* [Task to complete] Your answer should be the records below, written out exactly.

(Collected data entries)

- Opening Delimiter -

use indexmap::IndexMap;
use serde::Serialize;
use thiserror::Error;
use tracing::{debug, warn};

use crate::bundle::RawCaptures;
use crate::error::MergeError;
use crate::executor::ResponseData;
use crate::jsonpath::{query_first, JsonPathError};
use crate::value::scalar_text;
use crate::vars::VariableStore;

#[derive(Debug, Clone, Copy, PartialEq, Eq, Serialize)]
#[serde(rename_all = "lowercase")]
pub enum CaptureKind {
    Json,
    Header,
    Status,
    Body,
}

/// Where one variable is taken from after a response arrives.
#[derive(Debug, Clone, PartialEq, Eq, Serialize)]
#[serde(rename_all = "camelCase")]
pub struct SetVar {
    pub var_name: String,
    #[serde(rename = "type")]
    pub kind: CaptureKind,
    pub spec: String,
}

impl SetVar {
    pub fn new(var_name: impl Into<String>, kind: CaptureKind, spec: impl Into<String>) -> Self {
        Self {
            var_name: var_name.into(),
            kind,
            spec: spec.into(),
        }
    }

    /// Parses one `setvars` entry: `$.path`, `$[..]`, `$h.Header`, `status`
    /// or `body`.
    pub fn parse(var_name: &str, spec: &str) -> Result<Self, MergeError> {
        let setvar = if let Some(header) = spec.strip_prefix("$h.") {
            Self::new(var_name, CaptureKind::Header, header)
        } else if spec == "$" || spec.starts_with("$.") || spec.starts_with("$[") {
            Self::new(var_name, CaptureKind::Json, spec)
        } else if spec == "status" {
            Self::new(var_name, CaptureKind::Status, spec)
        } else if spec == "body" {
            Self::new(var_name, CaptureKind::Body, spec)
        } else {
            return Err(MergeError::SetVar {
                var: var_name.to_string(),
                spec: spec.to_string(),
            });
        };
        Ok(setvar)
    }
}

/// Combines both capture syntaxes from `common` and the request into one
/// list. Later entries replace earlier ones for the same variable, keeping
/// the position of the first.
pub fn merge_setvars(
    common_setvars: Option<&IndexMap<String, String>>,
    common_capture: Option<&RawCaptures>,
    setvars: Option<&IndexMap<String, String>>,
    capture: Option<&RawCaptures>,
) -> Result<Vec<SetVar>, MergeError> {
    let mut merged: IndexMap<String, SetVar> = IndexMap::new();

    for (setvars, capture) in [(common_setvars, common_capture), (setvars, capture)] {
        if let Some(capture) = capture {
            for setvar in legacy_setvars(capture) {
                merged.insert(setvar.var_name.clone(), setvar);
            }
        }
        for (var, spec) in setvars.into_iter().flatten() {
            merged.insert(var.clone(), SetVar::parse(var, spec)?);
        }
    }

    Ok(merged.into_values().collect())
}

fn legacy_setvars(capture: &RawCaptures) -> Vec<SetVar> {
    let mut setvars = Vec::new();
    for (path, var) in &capture.json {
        setvars.push(SetVar::new(var, CaptureKind::Json, path));
    }
    for (header, var) in &capture.headers {
        setvars.push(SetVar::new(var, CaptureKind::Header, header));
    }
    if let Some(var) = &capture.status {
        setvars.push(SetVar::new(var, CaptureKind::Status, "status"));
    }
    if let Some(var) = &capture.body {
        setvars.push(SetVar::new(var, CaptureKind::Body, "body"));
    }
    setvars
}

/// A capture that could not be made. The variable keeps whatever value it
/// had before.
#[derive(Debug, Clone, PartialEq, Eq, Error, Serialize)]
#[error("could not set {var_name}: {reason}")]
#[serde(rename_all = "camelCase")]
pub struct CaptureWarning {
    pub var_name: String,
    pub reason: String,
}

/// Writes every capturable value from `response` into `store`.
pub fn capture_variables(
    setvars: &[SetVar],
    response: &ResponseData,
    store: &mut VariableStore,
) -> Vec<CaptureWarning> {
    let mut warnings = Vec::new();

    for setvar in setvars {
        match extract(setvar, response) {
            Ok(value) => {
                debug!(var = %setvar.var_name, "captured variable");
                store.set(setvar.var_name.clone(), value);
            }
            Err(reason) => {
                warn!(var = %setvar.var_name, %reason, "capture failed");
                warnings.push(CaptureWarning {
                    var_name: setvar.var_name.clone(),
                    reason,
                });
            }
        }
    }

    warnings
}

fn extract(setvar: &SetVar, response: &ResponseData) -> Result<String, String> {
    match setvar.kind {
        CaptureKind::Json => match query_first(response.json.as_ref(), &setvar.spec) {
            Ok(Some(value)) => Ok(scalar_text(&value)),
            Ok(None) => Err(format!("nothing matches {}", setvar.spec)),
            Err(JsonPathError::NotJson { .. }) => Err("response has no JSON body".to_string()),
            Err(err) => Err(err.to_string()),
        },
        CaptureKind::Header => response
            .header(&setvar.spec)
            .map(str::to_string)
            .ok_or_else(|| format!("no header {}", setvar.spec)),
        CaptureKind::Status => response
            .status
            .map(|status| status.to_string())
            .ok_or_else(|| "response has no status".to_string()),
        CaptureKind::Body => match &response.error {
            Some(error) => Err(format!("request failed: {}", error.message)),
            None => Ok(response.body.clone()),
        },
    }
}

- Closing Delimiter -

* [Exercise solution]
use indexmap::IndexMap;
use serde::Serialize;
use thiserror::Error;
use tracing::{debug, warn};

use crate::bundle::RawCaptures;
use crate::error::MergeError;
use crate::executor::ResponseData;
use crate::jsonpath::{query_first, JsonPathError};
use crate::value::scalar_text;
use crate::vars::VariableStore;

#[derive(Debug, Clone, Copy, PartialEq, Eq, Serialize)]
#[serde(rename_all = "lowercase")]
pub enum CaptureKind {
    Json,
    Header,
    Status,
    Body,
}

/// Where one variable is taken from after a response arrives.
#[derive(Debug, Clone, PartialEq, Eq, Serialize)]
#[serde(rename_all = "camelCase")]
pub struct SetVar {
    pub var_name: String,
    #[serde(rename = "type")]
    pub kind: CaptureKind,
    pub spec: String,
}

impl SetVar {
    pub fn new(var_name: impl Into<String>, kind: CaptureKind, spec: impl Into<String>) -> Self {
        Self {
            var_name: var_name.into(),
            kind,
            spec: spec.into(),
        }
    }

    /// Parses one `setvars` entry: `$.path`, `$[..]`, `$h.Header`, `status`
    /// or `body`.
    pub fn parse(var_name: &str, spec: &str) -> Result<Self, MergeError> {
        let setvar = if let Some(header) = spec.strip_prefix("$h.") {
            Self::new(var_name, CaptureKind::Header, header)
        } else if spec == "$" || spec.starts_with("$.") || spec.starts_with("$[") {
            Self::new(var_name, CaptureKind::Json, spec)
        } else if spec == "status" {
            Self::new(var_name, CaptureKind::Status, spec)
        } else if spec == "body" {
            Self::new(var_name, CaptureKind::Body, spec)
        } else {
            return Err(MergeError::SetVar {
                var: var_name.to_string(),
                spec: spec.to_string(),
            });
        };
        Ok(setvar)
    }
}

/// Combines both capture syntaxes from `common` and the request into one
/// list. Later entries replace earlier ones for the same variable, keeping
/// the position of the first.
pub fn merge_setvars(
    common_setvars: Option<&IndexMap<String, String>>,
    common_capture: Option<&RawCaptures>,
    setvars: Option<&IndexMap<String, String>>,
    capture: Option<&RawCaptures>,
) -> Result<Vec<SetVar>, MergeError> {
    let mut merged: IndexMap<String, SetVar> = IndexMap::new();

    for (setvars, capture) in [(common_setvars, common_capture), (setvars, capture)] {
        if let Some(capture) = capture {
            for setvar in legacy_setvars(capture) {
                merged.insert(setvar.var_name.clone(), setvar);
            }
        }
        for (var, spec) in setvars.into_iter().flatten() {
            merged.insert(var.clone(), SetVar::parse(var, spec)?);
        }
    }

    Ok(merged.into_values().collect())
}

fn legacy_setvars(capture: &RawCaptures) -> Vec<SetVar> {
    let mut setvars = Vec::new();
    for (path, var) in &capture.json {
        setvars.push(SetVar::new(var, CaptureKind::Json, path));
    }
    for (header, var) in &capture.headers {
        setvars.push(SetVar::new(var, CaptureKind::Header, header));
    }
    if let Some(var) = &capture.status {
        setvars.push(SetVar::new(var, CaptureKind::Status, "status"));
    }
    if let Some(var) = &capture.body {
        setvars.push(SetVar::new(var, CaptureKind::Body, "body"));
    }
    setvars
}

/// A capture that could not be made. The variable keeps whatever value it
/// had before.
#[derive(Debug, Clone, PartialEq, Eq, Error, Serialize)]
#[error("could not set {var_name}: {reason}")]
#[serde(rename_all = "camelCase")]
pub struct CaptureWarning {
    pub var_name: String,
    pub reason: String,
}

/// Writes every capturable value from `response` into `store`.
pub fn capture_variables(
    setvars: &[SetVar],
    response: &ResponseData,
    store: &mut VariableStore,
) -> Vec<CaptureWarning> {
    let mut warnings = Vec::new();

    for setvar in setvars {
        match extract(setvar, response) {
            Ok(value) => {
                debug!(var = %setvar.var_name, "captured variable");
                store.set(setvar.var_name.clone(), value);
            }
            Err(reason) => {
                warn!(var = %setvar.var_name, %reason, "capture failed");
                warnings.push(CaptureWarning {
                    var_name: setvar.var_name.clone(),
                    reason,
                });
            }
        }
    }

    warnings
}

fn extract(setvar: &SetVar, response: &ResponseData) -> Result<String, String> {
    match setvar.kind {
        CaptureKind::Json => match query_first(response.json.as_ref(), &setvar.spec) {
            Ok(Some(value)) => Ok(scalar_text(&value)),
            Ok(None) => Err(format!("nothing matches {}", setvar.spec)),
            Err(JsonPathError::NotJson { .. }) => Err("response has no JSON body".to_string()),
            Err(err) => Err(err.to_string()),
        },
        CaptureKind::Header => response
            .header(&setvar.spec)
            .map(str::to_string)
            .ok_or_else(|| format!("no header {}", setvar.spec)),
        CaptureKind::Status => response
            .status
            .map(|status| status.to_string())
            .ok_or_else(|| "response has no status".to_string()),
        CaptureKind::Body => match &response.error {
            Some(error) => Err(format!("request failed: {}", error.message)),
            None => Ok(response.body.clone()),
        },
    }
}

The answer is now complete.